Avoidance of head-of-line blocking by means of portals suspension?
evgenyvsmirnov opened this issue · comments
Greeting!
Please consider the following code. It's a conceptual model of a reactive chain which reads a stream of DDD-aggregates (in a real app I would be better off doing the same via spring crud-repositories). The first select retrieves roots of aggregates (user), selects from the downstream retrieve some related entities (accounts):
Flux.defer {
databaseClient.sql("select userId from users where userId >= $1 and userId <= $2")
.bind("$1", 1)
.bind("$2", 256)
.flatMap { r -> r.map { row, _ -> row.get(0).toString().toInt() } }
.flatMap { userId ->
databaseClient.sql("select login from accounts where userId=$1 limit 1")
.bind("$1", userId!!)
.flatMap { r -> r.map { row, meta -> row.get(0, kotlin.String::class.java) } }
}
}.`as`(transactionalOperator::transactional)
Problem
Such a chain can read at most 255 users. If the number exceeds an exception ("Cannot exchange messages because the request queue limit is exceeded") is thrown which is frustrating especially for spring-data-crud-repository users. Apparently if one wants to read a stream of (DDD) aggregates (via multiple crud-repositories) they are about to use either pagination (and carefully calculate all the requests the downstream might emit) or joins (the former is nothing to do with the reactive approach (we want streams, not pages)).
The reason of the aforementioned exception is head of line blocking: the conversation for "select userId from users" can't be removed from the conversations queue (io.r2dbc.postgresql.client.ReactorNettyClient) until Postgres's "Command completion" is received and the portal is closed thereafter, simultaneously conversations for the requests from the downstream are queueing up until the limit is reached and the exception is thrown.
Workaround
At the same time the task is doable. The following code (employing a cursor) is capable of reading an infinite stream of users and emitting additional request for each of them:
@Transactional(isolation = Isolation.REPEATABLE_READ, readOnly = true)

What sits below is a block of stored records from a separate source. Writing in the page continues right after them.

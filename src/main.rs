mod app;
mod data;
mod error;
mod filter;
mod panels;
mod schema;
mod ui;

use std::fs::File;
use std::path::{Path, PathBuf};
use std::sync::Mutex;

use anyhow::{bail, Context, Result};
use clap::Parser;
use tracing_subscriber::EnvFilter;

use crate::data::{Datasets, TableId};
use crate::panels::Dashboard;

#[derive(Parser, Debug)]
#[command(name = "healthdash")]
#[command(about = "A TUI dashboard for California healthcare facility and county data", long_about = None)]
struct Args {
    /// Directory holding hospital.csv, county_level.csv, population.csv and revenue.csv
    #[arg(long, default_value = ".")]
    data_dir: PathBuf,

    /// Append logs to this file (level via RUST_LOG, default info)
    #[arg(long)]
    log_file: Option<PathBuf>,

    /// Load and validate the datasets, print one line per panel, then exit
    #[arg(long)]
    check: bool,
}

fn main() -> Result<()> {
    let args = Args::parse();

    if let Some(path) = &args.log_file {
        init_logging(path)?;
    }

    // Load errors abort before the terminal is touched
    let datasets = Datasets::load(&args.data_dir)
        .with_context(|| format!("loading datasets from {}", args.data_dir.display()))?;
    let dashboard = Dashboard::compose(datasets);

    if args.check {
        return check(&dashboard);
    }

    // Initialize terminal
    let terminal = ratatui::init();

    // Run app
    let result = app::App::new(dashboard).run(terminal);

    // Restore terminal
    ratatui::restore();

    result
}

fn init_logging(path: &Path) -> Result<()> {
    let file = File::options()
        .create(true)
        .append(true)
        .open(path)
        .with_context(|| format!("opening log file {}", path.display()))?;

    tracing_subscriber::fmt()
        .with_env_filter(
            EnvFilter::try_from_default_env().unwrap_or_else(|_| EnvFilter::new("info")),
        )
        .with_writer(Mutex::new(file))
        .with_ansi(false)
        .init();

    Ok(())
}

fn check(dashboard: &Dashboard) -> Result<()> {
    for &id in TableId::all() {
        println!("{:<14} {} rows", id.name(), dashboard.datasets().table(id).len());
    }
    for view in dashboard.views() {
        match &view.body {
            Ok(_) => println!("{:<40} ok", view.id.spec().title),
            Err(e) => println!("{:<40} {}", view.id.spec().title, e),
        }
    }

    let failed = dashboard.failures().len();
    if failed > 0 {
        bail!("{} panel(s) cannot be rendered", failed);
    }
    Ok(())
}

open fun browseUserIds(transformer: (Int) -> Mono<UserEntity>): Flux<UserEntity> =
Flux.usingWhen(
Mono.deferContextual {
Mono.just((it.get("cursorId") as String))
}.flatMap {
cursor -> client.sql("DECLARE $cursor CURSOR FOR SELECT userId FROM users;")
.flatMap { r -> Flux.just(cursor) }
.last()
},
{
cursor ->
Flux.generate { sink ->
sink.next(1)
}.concatMap {
client.sql("FETCH FORWARD $it FROM $cursor;")
.flatMap { r -> r.map { row, _ -> row.get("userId")!!.toString().toInt() } }
.switchIfEmpty(Mono.just(POISON_PILL))
}
.takeUntil { it == POISON_PILL }
// Emit an arbitrary number of selects for the next userId via crud-repositories/templates.
.concatMap { transformer.invoke(it) }
},
{
cursor -> client.sql("CLOSE $cursor;").then()
}
).contextWrite(
Context.of("cursorId", "uc_${UUID.randomUUID().toString().replace("-", "")}")
)
The key difference is that every cursor-related instruction is treated by the driver as a separate conversation plus suspension is intrinsic to portals created via declare cursor which both make possible to send additional (conventional) selects inside "transformer.invoke(it)".
Possible solution
At the same time according to this answer in pgsql-hackers (https://www.postgresql.org/message-id/1915c800-2c49-4039-a840-7cafc0654fe4%40iki.fi) there is no difference (for a backend) between a portal created via declare cursor and via bind.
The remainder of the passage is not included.